* _Exercise description_
Only a number is wanted here: the count of lines in the data below where the string "join" occurs.

Source data: Begin

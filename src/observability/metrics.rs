//! Metrics collection and exposition.
//!
//! # Metrics
//! - `dispatch_requests_total` (counter): requests by backend, outcome, status
//! - `dispatch_request_duration_seconds` (histogram): latency by backend
//! - `dispatch_index_entries` (gauge): entries in the most recent index
//! - `dispatch_index_builds_total` (counter): completed index builds
//! - `dispatch_index_build_duration_seconds` (histogram): build time
//! - `dispatch_reloads_total` (counter): configuration reloads by result
//!
//! # Design Decisions
//! - Recording goes through the `metrics` facade; with no exporter
//!   installed every call is a no-op, which keeps tests and the CLI quiet
//! - Unmatched requests are labelled with backend `none`

use metrics::{counter, gauge, histogram};
use metrics_exporter_prometheus::PrometheusBuilder;
use std::net::SocketAddr;
use std::time::Instant;

/// Install the Prometheus exporter with its own HTTP listener.
pub fn init_metrics(addr: SocketAddr) {
    match PrometheusBuilder::new().with_http_listener(addr).install() {
        Ok(()) => tracing::info!(address = %addr, "Metrics exporter listening"),
        Err(e) => tracing::error!(address = %addr, error = %e, "Failed to install metrics exporter"),
    }
}

/// Record one dispatched request.
pub fn record_dispatch(backend: &str, outcome: &'static str, status: u16, start: Instant) {
    counter!(
        "dispatch_requests_total",
        "backend" => backend.to_string(),
        "outcome" => outcome,
        "status" => status.to_string()
    )
    .increment(1);
    histogram!("dispatch_request_duration_seconds", "backend" => backend.to_string())
        .record(start.elapsed().as_secs_f64());
}

/// Record a completed index build.
pub fn record_index_build(entries: usize, start: Instant) {
    gauge!("dispatch_index_entries").set(entries as f64);
    counter!("dispatch_index_builds_total").increment(1);
    histogram!("dispatch_index_build_duration_seconds").record(start.elapsed().as_secs_f64());
}

/// Record a configuration reload attempt.
pub fn record_reload(success: bool) {
    let result = if success { "success" } else { "failure" };
    counter!("dispatch_reloads_total", "result" => result).increment(1);
}
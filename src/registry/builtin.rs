//! Compile-time registration table of the emulated services.
//!
//! Patterns use the `regex` crate syntax, so none of them rely on
//! look-around. Overlapping URL spaces (apigatewayv2, neptune, opensearch,
//! the `_simple` variants) are resolved by the default exclusion set rather
//! than by rewriting the patterns.

/// Backends in enumeration order.
pub const BUILTIN_BACKENDS: &[&str] = &[
    "acm",
    "apigateway",
    "apigatewayv2",
    "awslambda",
    "awslambda_simple",
    "batch",
    "batch_simple",
    "cloudformation",
    "cloudwatch",
    "core",
    "dynamodb",
    "dynamodb_v20111205",
    "ec2",
    "emulator_api",
    "emulator_proxy",
    "emulator_server",
    "es",
    "events",
    "iam",
    "kinesis",
    "kms",
    "logs",
    "neptune",
    "opensearch",
    "packages",
    "rds",
    "s3",
    "s3bucket_path",
    "s3control",
    "secretsmanager",
    "ses",
    "sns",
    "sqs",
    "ssm",
    "sts",
    "utilities",
];

/// URL bases per backend. Infrastructure entries (`core`, `packages`, the
/// server and proxy) have none; the internal API is keyed by its qualified
/// name.
pub const BUILTIN_URL_BASES: &[(&str, &[&str])] = &[
    ("acm", &[r"https?://acm\.(.+)\.amazonaws\.com"]),
    ("apigateway", &[r"https?://apigateway\.(.+)\.amazonaws\.com"]),
    ("apigatewayv2", &[r"https?://apigateway\.(.+)\.amazonaws\.com"]),
    ("awslambda", &[r"https?://lambda\.(.+)\.amazonaws\.com"]),
    ("awslambda_simple", &[r"https?://lambda\.(.+)\.amazonaws\.com"]),
    ("batch", &[r"https?://batch\.(.+)\.amazonaws\.com"]),
    ("batch_simple", &[r"https?://batch\.(.+)\.amazonaws\.com"]),
    ("cloudformation", &[r"https?://cloudformation\.(.+)\.amazonaws\.com"]),
    ("cloudwatch", &[r"https?://monitoring\.(.+)\.amazonaws\.com"]),
    ("dynamodb", &[r"https?://dynamodb\.(.+)\.amazonaws\.com"]),
    ("dynamodb_v20111205", &[r"https?://dynamodb\.(.+)\.amazonaws\.com"]),
    ("ec2", &[r"https?://ec2\.(.+)\.amazonaws\.com(|\.cn)"]),
    ("emulator_api.internal", &[r"https?://emulatorapi\.amazonaws\.com"]),
    ("es", &[r"https?://es\.(.+)\.amazonaws\.com"]),
    ("events", &[r"https?://events\.(.+)\.amazonaws\.com"]),
    ("iam", &[r"https?://iam\.(.*\.)?amazonaws\.com"]),
    (
        "kinesis",
        &[
            r"https?://kinesis\.(.+)\.amazonaws\.com",
            r"https?://(.+)\.control-kinesis\.(.+)\.amazonaws\.com",
            r"https?://(.+)\.data-kinesis\.(.+)\.amazonaws\.com",
        ],
    ),
    ("kms", &[r"https?://kms\.(.+)\.amazonaws\.com"]),
    ("logs", &[r"https?://logs\.(.+)\.amazonaws\.com"]),
    (
        "neptune",
        &[r"https?://rds\.(.+)\.amazonaws\.com", r"https?://rds\.amazonaws\.com"],
    ),
    ("opensearch", &[r"https?://es\.(.+)\.amazonaws\.com"]),
    (
        "rds",
        &[r"https?://rds\.(.+)\.amazonaws\.com", r"https?://rds\.amazonaws\.com"],
    ),
    (
        "s3",
        &[
            r"https?://s3(\.[a-z0-9-]+)?\.amazonaws\.com",
            r"https?://([a-zA-Z0-9._-]+)\.s3(\.[a-z0-9-]+)?\.amazonaws\.com",
        ],
    ),
    ("s3bucket_path", &[r"https?://s3(.*)\.amazonaws\.com"]),
    ("s3control", &[r"https?://([0-9]+)\.s3-control\.(.+)\.amazonaws\.com"]),
    ("secretsmanager", &[r"https?://secretsmanager\.(.+)\.amazonaws\.com"]),
    (
        "ses",
        &[r"https?://email\.(.+)\.amazonaws\.com", r"https?://ses\.(.+)\.amazonaws\.com"],
    ),
    ("sns", &[r"https?://sns\.(.+)\.amazonaws\.com"]),
    ("sqs", &[r"https?://(.*\.)?(queue|sqs)\.(.*\.)?amazonaws\.com"]),
    ("ssm", &[r"https?://ssm\.(.+)\.amazonaws\.com"]),
    ("sts", &[r"https?://sts\.(.*\.)?amazonaws\.com"]),
];

/// Backends that never enter the index.
///
/// - server, proxy, core, packages, utilities: infrastructure, not services
/// - apigatewayv2: its URLs are served by apigateway
/// - `_simple` variants and dynamodb_v20111205: alternative implementations
/// - s3bucket_path: covered by s3
/// - neptune: shares its URL with rds
/// - opensearch: shares its URL with es
pub const DEFAULT_EXCLUSIONS: &[&str] = &[
    "emulator_server",
    "emulator_proxy",
    "apigatewayv2",
    "awslambda_simple",
    "batch_simple",
    "core",
    "dynamodb_v20111205",
    "packages",
    "utilities",
    "s3bucket_path",
    "neptune",
    "opensearch",
];

/// Special-case renames applied before lookup.
pub const DEFAULT_ALIASES: &[(&str, &str)] = &[("emulator_api", "emulator_api.internal")];
//! Forwarding to upstream processes, hot reload and the admin API.

mod common;

use axum::body::Body;
use axum::http::{Request, StatusCode};
use backend_dispatch::admin::setup_admin_router;
use backend_dispatch::config::{BackendConfig, DispatchConfig};
use backend_dispatch::lifecycle::Shutdown;
use std::time::Duration;
use tokio::net::TcpListener;
use tokio::sync::mpsc;
use tower::ServiceExt;

use common::{json_body, server, sigv4, start_echo_upstream};

fn sqs_upstream(address: String) -> BackendConfig {
    BackendConfig {
        name: "sqs".into(),
        upstreams: vec![address],
        ..BackendConfig::default()
    }
}

fn sqs_request() -> Request<Body> {
    Request::builder()
        .method("POST")
        .uri("/123456789012/orders?Action=SendMessage")
        .header("host", "sqs.eu-central-1.amazonaws.com")
        .header("x-request-id", "fwd-1")
        .body(Body::empty())
        .unwrap()
}

#[tokio::test]
async fn test_request_forwarded_with_dispatch_headers() {
    let upstream = start_echo_upstream().await;
    let mut config = DispatchConfig::default();
    config.backends.push(sqs_upstream(upstream.to_string()));

    let response = server(config).router().oneshot(sqs_request()).await.unwrap();
    assert_eq!(response.status(), StatusCode::ACCEPTED);

    let json = json_body(response).await;
    assert_eq!(json["path"], "/123456789012/orders?Action=SendMessage");
    assert_eq!(json["backend"], "sqs");
    assert_eq!(json["region"], "eu-central-1");
    assert_eq!(json["account_id"], "123456789012");
    assert_eq!(json["request_id"], "fwd-1");
}

#[tokio::test]
async fn test_unreachable_upstream_is_bad_gateway() {
    // Bind then drop to get a port nothing listens on
    let closed = {
        let listener = TcpListener::bind("127.0.0.1:0").await.unwrap();
        listener.local_addr().unwrap()
    };
    let mut config = DispatchConfig::default();
    config.backends.push(sqs_upstream(closed.to_string()));

    let response = server(config).router().oneshot(sqs_request()).await.unwrap();
    assert_eq!(response.status(), StatusCode::BAD_GATEWAY);
}

#[tokio::test]
async fn test_reload_swaps_dispatch_table() {
    let server = server(DispatchConfig::default());
    let state = server.state();

    let ledger_request = || {
        Request::builder()
            .uri("/entries")
            .header("host", "ledger.internal")
            .body(Body::empty())
            .unwrap()
    };
    let before = server.router().oneshot(ledger_request()).await.unwrap();
    assert_eq!(before.status(), StatusCode::NOT_FOUND);

    let mut config = DispatchConfig::default();
    config.backends.push(BackendConfig {
        name: "ledger".into(),
        url_bases: vec![r"https?://ledger\.internal".into()],
        ..BackendConfig::default()
    });
    state.reload(config).unwrap();

    let after = server.router().oneshot(ledger_request()).await.unwrap();
    assert_eq!(after.status(), StatusCode::OK);
    assert_eq!(json_body(after).await["backend"], "ledger");

    // A failed rebuild keeps the ledger table live
    let mut broken = DispatchConfig::default();
    broken.dispatch.fallback_backend = Some("apigatewayv2".into());
    assert!(state.reload(broken).is_err());
    assert!(state.table.load().dispatcher().index().contains_backend("ledger"));
}

#[tokio::test]
async fn test_admin_requires_bearer_token() {
    let mut config = DispatchConfig::default();
    config.admin.api_key = "test-admin-key".into();
    let server = server(config);
    let admin = setup_admin_router(server.state());

    let anonymous = Request::builder()
        .uri("/admin/status")
        .body(Body::empty())
        .unwrap();
    let response = admin.clone().oneshot(anonymous).await.unwrap();
    assert_eq!(response.status(), StatusCode::UNAUTHORIZED);

    let resolve = Request::builder()
        .uri("/admin/resolve?url=https://kms.us-east-2.amazonaws.com/")
        .header("authorization", "Bearer test-admin-key")
        .body(Body::empty())
        .unwrap();
    let response = admin.oneshot(resolve).await.unwrap();
    assert_eq!(response.status(), StatusCode::OK);
    let json = json_body(response).await;
    assert_eq!(json["backend"], "kms");
    assert_eq!(json["pattern"], r"https?://kms\.(.+)\.amazonaws\.com");
}

#[tokio::test]
async fn test_served_until_shutdown() {
    let listener = TcpListener::bind("127.0.0.1:0").await.unwrap();
    let addr = listener.local_addr().unwrap();

    let server = server(DispatchConfig::default());
    let state = server.state();
    let shutdown = Shutdown::new();
    let (_updates_tx, updates) = mpsc::unbounded_channel();
    let handle = tokio::spawn(server.run(listener, updates, shutdown.subscribe()));

    let client = reqwest::Client::new();
    let response = client
        .post(format!("http://{addr}/v1/describejobs"))
        .header("authorization", sigv4("batch", "us-west-2"))
        .send()
        .await
        .unwrap();
    assert_eq!(response.status(), reqwest::StatusCode::OK);
    assert!(response.headers().contains_key("x-request-id"));
    let json: serde_json::Value = response.json().await.unwrap();
    assert_eq!(json["backend"], "batch");
    assert_eq!(json["matched_by"], "signature");

    let stats = state.stats.snapshot();
    assert_eq!(stats.total_requests, 1);
    assert_eq!(stats.per_backend.get("batch"), Some(&1));

    shutdown.trigger();
    let result = tokio::time::timeout(Duration::from_secs(5), handle)
        .await
        .expect("server stops after shutdown");
    assert!(result.unwrap().is_ok());
}

#[tokio::test]
async fn test_reload_rebuilds_when_artifact_preferred() {
    let dir = std::env::temp_dir().join(format!("backend-dispatch-reload-{}", std::process::id()));
    let mut config = DispatchConfig::default();
    config.index.artifact_path = Some(dir.join("index.json").to_string_lossy().into_owned());
    config.index.prefer_artifact = true;

    // Writes the artifact on the first start
    let server = server(config.clone());
    let state = server.state();

    config.backends.push(BackendConfig {
        name: "ledger".into(),
        url_bases: vec![r"https?://ledger\.internal".into()],
        ..BackendConfig::default()
    });
    state.reload(config).unwrap();
    assert!(state.table.load().dispatcher().index().contains_backend("ledger"));

    let request = Request::builder()
        .uri("/entries")
        .header("host", "ledger.internal")
        .body(Body::empty())
        .unwrap();
    let response = server.router().oneshot(request).await.unwrap();
    assert_eq!(json_body(response).await["backend"], "ledger");

    let _ = std::fs::remove_dir_all(&dir);
}
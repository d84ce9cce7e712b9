//! Region and account scoping of dispatched requests.
//!
//! # Responsibilities
//! - Parse the SigV4 credential scope of the `Authorization` header
//! - Derive the request region (credential scope, then host, then default)
//! - Synthesize a service URL from a signing name and region
//!
//! # Design Decisions
//! - Unparseable headers are ignored, never rejected; the emulator does not
//!   verify signatures

use axum::http::{header, HeaderMap};
use once_cell::sync::Lazy;
use regex::Regex;
use serde::Serialize;

use crate::config::DispatchSettings;

static HOST_REGION: Lazy<Regex> = Lazy::new(|| {
    Regex::new(r"\.([a-z]{2}(?:-gov|-iso[a-z]?)?-[a-z]+-[0-9]+)\.amazonaws\.com(?:\.cn)?(?::[0-9]+)?$")
        .expect("host region pattern is valid")
});

/// Signing names whose endpoint prefix differs from the name itself.
const SIGNING_NAME_ENDPOINTS: &[(&str, &str)] = &[
    ("ses", "email"),
    ("aoss", "es"),
    ("execute-api", "apigateway"),
];

/// `Credential=<key>/<date>/<region>/<service>/aws4_request`
#[derive(Debug, Clone, PartialEq, Eq)]
pub struct CredentialScope {
    pub access_key: String,
    pub date: String,
    pub region: String,
    pub service: String,
}

impl CredentialScope {
    /// Parse the credential scope from an `Authorization` header value.
    pub fn from_authorization(value: &str) -> Option<Self> {
        let start = value.find("Credential=")? + "Credential=".len();
        let credential = value[start..]
            .split(|c: char| c == ',' || c.is_whitespace())
            .next()?;

        let mut parts = credential.split('/');
        let access_key = parts.next()?.to_string();
        let date = parts.next()?.to_string();
        let region = parts.next()?.to_string();
        let service = parts.next()?.to_string();
        if parts.next()? != "aws4_request" || region.is_empty() || service.is_empty() {
            return None;
        }

        Some(Self {
            access_key,
            date,
            region,
            service,
        })
    }

    pub fn from_headers(headers: &HeaderMap) -> Option<Self> {
        headers
            .get(header::AUTHORIZATION)
            .and_then(|v| v.to_str().ok())
            .and_then(Self::from_authorization)
    }
}

/// Region named in a regional service host, if any.
pub fn region_from_host(host: &str) -> Option<&str> {
    HOST_REGION
        .captures(host)
        .and_then(|c| c.get(1))
        .map(|m| m.as_str())
}

/// Endpoint prefix for a SigV4 signing name.
pub fn endpoint_prefix(signing_name: &str) -> &str {
    SIGNING_NAME_ENDPOINTS
        .iter()
        .find(|(name, _)| *name == signing_name)
        .map(|(_, prefix)| *prefix)
        .unwrap_or(signing_name)
}

/// Regional service URL for a signing name, e.g.
/// `https://batch.cn-northwest-1.amazonaws.com.cn`.
pub fn service_url(signing_name: &str, region: &str) -> String {
    let suffix = if region.starts_with("cn-") { ".cn" } else { "" };
    format!(
        "https://{}.{}.amazonaws.com{}",
        endpoint_prefix(signing_name),
        region,
        suffix
    )
}

/// Where a request lives: region, account, and signing service.
#[derive(Debug, Clone, PartialEq, Eq, Serialize)]
pub struct RequestScope {
    pub region: String,
    pub account_id: String,
    pub signing_service: Option<String>,
}

impl RequestScope {
    pub fn from_headers(headers: &HeaderMap, settings: &DispatchSettings) -> Self {
        let credential = CredentialScope::from_headers(headers);
        let host = headers
            .get(header::HOST)
            .and_then(|h| h.to_str().ok())
            .map(str::to_ascii_lowercase);

        let region = credential
            .as_ref()
            .map(|c| c.region.clone())
            .or_else(|| host.as_deref().and_then(region_from_host).map(str::to_string))
            .unwrap_or_else(|| settings.default_region.clone());

        Self {
            region,
            account_id: settings.default_account_id.clone(),
            signing_service: credential.map(|c| c.service),
        }
    }
}
//! Lifecycle management subsystem.
//!
//! # Data Flow
//! ```text
//! Startup (startup.rs):
//!     Load config → Validate → Build index → Build dispatch table → Start listeners
//!
//! Shutdown (shutdown.rs):
//!     Signal received → Stop accepting → Drain connections → Exit
//!
//! Signals (signals.rs):
//!     SIGTERM/SIGINT → Trigger graceful shutdown
//! ```
//!
//! # Design Decisions
//! - Ordered startup: config first, then index, then listeners
//! - Fail fast: an index that does not build stops startup

pub mod shutdown;
pub mod signals;
pub mod startup;

pub use shutdown::Shutdown;
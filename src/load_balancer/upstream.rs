//! Upstream abstraction.
//!
//! # Responsibilities
//! - Represent one process serving a backend out of band
//! - Track active connections (for least-connections balancing)
//! - Enforce max connection limits

use std::net::SocketAddr;
use std::ops::Deref;
use std::sync::atomic::{AtomicUsize, Ordering};
use std::sync::Arc;
use url::Url;

/// A single upstream server.
#[derive(Debug)]
pub struct Upstream {
    /// The address of the upstream.
    pub addr: SocketAddr,
    /// Pre-calculated base URL for request rewriting.
    pub base_url: Url,
    /// Maximum concurrent connections allowed.
    pub max_connections: usize,
    /// Number of currently active connections.
    pub active_connections: AtomicUsize,
}

impl Upstream {
    pub fn new(addr: SocketAddr, max_connections: usize) -> Result<Self, url::ParseError> {
        let base_url = Url::parse(&format!("http://{}", addr))?;
        Ok(Self {
            addr,
            base_url,
            max_connections,
            active_connections: AtomicUsize::new(0),
        })
    }

    pub fn connections(&self) -> usize {
        self.active_connections.load(Ordering::Relaxed)
    }

    pub fn has_capacity(&self) -> bool {
        self.connections() < self.max_connections
    }

    pub fn inc_connections(&self) {
        self.active_connections.fetch_add(1, Ordering::Relaxed);
    }

    pub fn dec_connections(&self) {
        self.active_connections.fetch_sub(1, Ordering::Relaxed);
    }

    /// Reserve a connection slot; `None` when the upstream is at its limit.
    pub fn try_acquire(self: &Arc<Self>) -> Option<UpstreamGuard> {
        let mut prev = self.active_connections.load(Ordering::Relaxed);
        loop {
            if prev >= self.max_connections {
                return None;
            }
            match self.active_connections.compare_exchange_weak(
                prev,
                prev + 1,
                Ordering::Relaxed,
                Ordering::Relaxed,
            ) {
                Ok(_) => break,
                Err(x) => prev = x,
            }
        }
        Some(UpstreamGuard {
            upstream: self.clone(),
        })
    }
}

/// Releases the connection slot on drop.
#[derive(Debug)]
pub struct UpstreamGuard {
    pub upstream: Arc<Upstream>,
}

impl Deref for UpstreamGuard {
    type Target = Upstream;
    fn deref(&self) -> &Self::Target {
        &self.upstream
    }
}

impl Drop for UpstreamGuard {
    fn drop(&mut self) {
        self.upstream.dec_connections();
    }
}
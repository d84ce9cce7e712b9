//! The live dispatch table: index, handlers and dispatch settings.
//!
//! # Responsibilities
//! - Decide which backend serves a request (URL, then signature, then
//!   fallback)
//! - Hand out the backend's handler
//!
//! # Design Decisions
//! - Immutable; a reload builds a new table and swaps it in whole
//! - A fallback backend missing from the index fails construction

use std::sync::Arc;

use axum::http::{HeaderMap, Uri};

use crate::config::DispatchSettings;
use crate::dispatch::dispatcher::Dispatcher;
use crate::dispatch::handler::{BackendHandler, HandlerTable, MatchSource};
use crate::dispatch::request::dispatch_url;
use crate::dispatch::scope::{service_url, RequestScope};
use crate::index::{BackendId, IndexError, IndexResult};

/// The backend chosen for a request and how it was chosen.
#[derive(Debug, Clone, PartialEq, Eq)]
pub struct Target {
    pub backend: BackendId,
    pub source: MatchSource,
}

/// Result of routing one request.
#[derive(Debug, Clone)]
pub struct Decision {
    /// `None` when no pattern, signature or fallback claims the request.
    pub target: Option<Target>,
    pub scope: RequestScope,
    pub url: String,
}

#[derive(Debug)]
pub struct DispatchTable {
    dispatcher: Dispatcher,
    handlers: HandlerTable,
    settings: DispatchSettings,
}

impl DispatchTable {
    pub fn new(
        dispatcher: Dispatcher,
        handlers: HandlerTable,
        settings: DispatchSettings,
    ) -> IndexResult<Self> {
        if let Some(fallback) = &settings.fallback_backend {
            if !dispatcher.index().contains_backend(fallback) {
                return Err(IndexError::Configuration {
                    backend: BackendId::new(fallback.as_str()),
                    reason: "fallback backend is not in the pattern index".to_string(),
                });
            }
        }
        for backend in handlers.configured() {
            if !dispatcher.index().contains_backend(backend.as_str()) {
                tracing::warn!(backend = %backend, "Upstreams configured for a backend that is not in the index");
            }
        }
        Ok(Self {
            dispatcher,
            handlers,
            settings,
        })
    }

    pub fn dispatcher(&self) -> &Dispatcher {
        &self.dispatcher
    }

    pub fn settings(&self) -> &DispatchSettings {
        &self.settings
    }

    pub fn handler(&self, backend: &BackendId) -> Arc<dyn BackendHandler> {
        self.handlers.get(backend)
    }

    /// Route a request by its URI and headers.
    pub fn decide(&self, uri: &Uri, headers: &HeaderMap) -> Decision {
        let url = dispatch_url(uri, headers);
        let scope = RequestScope::from_headers(headers, &self.settings);

        let target = self
            .dispatcher
            .resolve(&url)
            .backend()
            .map(|backend| Target {
                backend: backend.clone(),
                source: MatchSource::Url,
            })
            .or_else(|| self.infer_from_signature(&scope))
            .or_else(|| {
                self.settings.fallback_backend.as_ref().map(|backend| Target {
                    backend: BackendId::new(backend.as_str()),
                    source: MatchSource::Fallback,
                })
            });

        Decision { target, scope, url }
    }

    fn infer_from_signature(&self, scope: &RequestScope) -> Option<Target> {
        if !self.settings.infer_from_signature {
            return None;
        }
        let service = scope.signing_service.as_deref()?;
        let url = service_url(service, &scope.region);
        self.dispatcher.resolve(&url).backend().map(|backend| Target {
            backend: backend.clone(),
            source: MatchSource::Signature,
        })
    }
}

Source data: End

* _Answer area_
2